Nolting fasst die Ergebnisse der Forschungen zusammen und hält fest, dass die Disziplin überwiegend von Verhaltensweisen abhängt, die nicht den Anschein einer Disziplinierung machen. Darüberhinaus ist nicht die Reaktion auf bereits aufgetretene Disziplinprobleme entscheidend, sondern die Prävention. Dabei formuliert er es leicht überspitzt:
„Mit Disziplinproblemen muss man nicht fertig werden, man muss sie verhindern“.

Weiter wirken sich vor allem Verhaltensweisen besonders dann präventiv aus, wenn sie unauffällig, kaum merklich und zum großen Teil nonverbaler Art sind.

Umgang mit Unterrichtsstörungen –
Heutige Betrachtung

Kounins Befunde zum Umgang mit Unterrichtsstörungen liegen über vierzig Jahre zurück und stellen nur das Verhalten des Lehrers sowie seinen lehrerzentrierten Unterricht in den Mittelpunkt. Dies entspricht nach heutigen Erkenntnissen nicht mehr den Standards für Unterrichtsqualität. Trotzdem sind sie noch gerade hinsichtlich des Klassenmanagements aktuell und von Bedeutung. Auch sie rücken die Prävention in den Mittelpunkt der Betrachtung und zeigen den geringeren Einfluss von Interventionen in Form von Sanktionierung des einzelnen Schülers. Die neuere Forschung orientiert sich an den Befunden Kounins, sie ergänzt diese, wandelt sie ab und erweitert die Dimensionen des Lehrerverhaltens und der Unterrichtsführung.

Nolting selbst stellte eine kleine Umfrage, unter 101 stichprobenartig ausgewählten Lehrkräften aus verschiedenen Schultypen, an. Dabei sollte der Satz: „Damit in der Schulklasse nur wenig Disziplinprobleme auftreten, ist es vor allem wichtig, dass man …“ von den Lehrkräften um etwa drei Ideen ergänzt werden.

Die Antworten ordnete Nolting in vier Kategorien ein, wobei das alleinige Stichwort Regeln mit 18,6% am häufigsten fiel. 12,9% der Angaben bezogen sich auf die Reaktionen auf Störungen. Einen großen Komplex stellte die Unterrichtsführung mit 22,3 % dar. Darin sind Merkmale wie Methodenwechsel und Unterrichtsstrukturierung enthalten. Die letzte Kategorie betrifft die Gestaltung der sozial-emotionalen Beziehung mit 20,3% der Angaben.

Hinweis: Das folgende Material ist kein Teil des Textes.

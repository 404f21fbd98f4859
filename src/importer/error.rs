// ==========================================
// 工艺路线编排系统 - 导入模块错误类型
// ==========================================
// 工具: thiserror 派生宏
// ==========================================

use thiserror::Error;

/// 导入模块错误类型
#[derive(Error, Debug)]
pub enum ImportError {
    // ===== 文件相关错误 =====
    #[error("文件不存在: {0}")]
    FileNotFound(String),

    #[error("文件格式不支持: {0}（仅支持 .xlsx/.xls/.csv/.json）")]
    UnsupportedFormat(String),

    #[error("文件读取失败: {0}")]
    FileReadError(String),

    #[error("Excel 解析失败: {0}")]
    ExcelParseError(String),

    #[error("CSV 解析失败: {0}")]
    CsvParseError(String),

    #[error("JSON 解析失败: {0}")]
    JsonParseError(String),

    // ===== 数据映射错误 =====
    #[error("字段缺失 (记录 {record}): {field}")]
    MissingField { record: usize, field: String },

    #[error("类型转换失败 (记录 {record}, 字段 {field}): {message}")]
    TypeConversionError {
        record: usize,
        field: String,
        message: String,
    },

    #[error("记录结构错误 (记录 {record}): {message}")]
    InvalidRecord { record: usize, message: String },
}

// 实现 From<std::io::Error>
impl From<std::io::Error> for ImportError {
    fn from(err: std::io::Error) -> Self {
        ImportError::FileReadError(err.to_string())
    }
}

// 实现 From<csv::Error>
impl From<csv::Error> for ImportError {
    fn from(err: csv::Error) -> Self {
        ImportError::CsvParseError(err.to_string())
    }
}

// 实现 From<calamine::Error>
impl From<calamine::Error> for ImportError {
    fn from(err: calamine::Error) -> Self {
        ImportError::ExcelParseError(err.to_string())
    }
}

// 实现 From<serde_json::Error>
impl From<serde_json::Error> for ImportError {
    fn from(err: serde_json::Error) -> Self {
        ImportError::JsonParseError(err.to_string())
    }
}

/// Result 类型别名
pub type ImportResult<T> = Result<T, ImportError>;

Kritisch betrachtet werden muss hierbei, dass es sich um eine Stichprobe handelt und somit nicht als repräsentativ für die gesamte Lehrerschaft gesehenwerden kann. Dennoch wird deutlich, dass das Lehrerverhalten und die Art der Unterrichtsführung und -gestaltung für viele Lehrkräfte aktuell eine präventive Maßnahme darstellt.

Inzwischen ist sehr gut nachgewiesen, dass eine aufmerksame und präsente Klassenführung, die auf Aktivierungund Klarheit abzielt, Störungen vorbeugt und den Lernerfolg von Schülern steigert. Ein Reagieren auf Störungen in Form von Sanktionen und Strafen hingegen erzeuge, so Lohmann, häufig eine Atmosphäre der Feindseligkeit, die in einem Teufelskreis aus Macht und Vergeltung ende. Die Ursache der Langeweile liege dagegen nur auf der Unterrichtsebene und könne auch nur auf dieser gelöst werden.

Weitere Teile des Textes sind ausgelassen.